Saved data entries
· · · · · · ·

//! Sylva DOM - read-only views over a parse arena
//!
//! A parser fills an [`ArenaBuilder`]; [`ArenaBuilder::finish`] freezes it
//! into an [`Arena`]. Everything else in this crate is a borrowed, `Copy`
//! view into that arena: [`Node`] and its per-kind views, [`Children`],
//! [`Attributes`] and [`Descendants`]. Views are materialized one node at a
//! time on demand; nothing walks a subtree unless asked to.
//!
//! ```
//! use sylva_dom::{ArenaBuilder, AttrNamespace, Namespace, NodeType};
//!
//! let mut builder = ArenaBuilder::new();
//! let p = builder.create_element("p", Namespace::Html, false, 0);
//! builder.add_attribute(p, "class", "lead", AttrNamespace::None);
//! builder.append(builder.document(), p);
//! builder.append_text(p, "hello", 15);
//! let arena = builder.finish();
//!
//! let root = arena.root();
//! assert_eq!(root.tag_name().unwrap(), "p");
//! assert_eq!(root.attributes().unwrap().get("class"), Some("lead"));
//! let text = root.children().unwrap().get(0).unwrap();
//! assert_eq!(text.node_type(), NodeType::Text);
//! assert_eq!(text.offset(), 15);
//! ```

mod arena;
mod attributes;
mod builder;
mod children;
mod document;
mod element;
mod error;
mod interner;
mod namespace;
mod node;
#[cfg(feature = "serde")]
mod serialize;
mod text;
mod traverse;

pub use arena::{Arena, NodeId};
pub use attributes::{Attribute, Attributes};
pub use builder::ArenaBuilder;
pub use children::{ChildIter, Children};
pub use document::{Doctype, Document, QuirksMode};
pub use element::Element;
pub use error::{DomError, Result};
pub use interner::{InternedString, StringInterner};
pub use namespace::{
    ATTR_NAMESPACE_URLS, ATTR_NAMESPACE_VALUES, AttrNamespace, Namespace, TAG_NAMESPACES, UnknownNamespace,
};
pub use node::{NODE_TYPES, Node, NodeType};
pub use text::{TextKind, TextNode};
pub use traverse::Descendants;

· · · · · · ·

- What the exercise asks:
The result should be every line that contains "unwrap", copied from the entries.

- Output:
//! assert_eq!(root.tag_name().unwrap(), "p");
//! assert_eq!(root.attributes().unwrap().get("class"), Some("lead"));
//! let text = root.children().unwrap().get(0).unwrap();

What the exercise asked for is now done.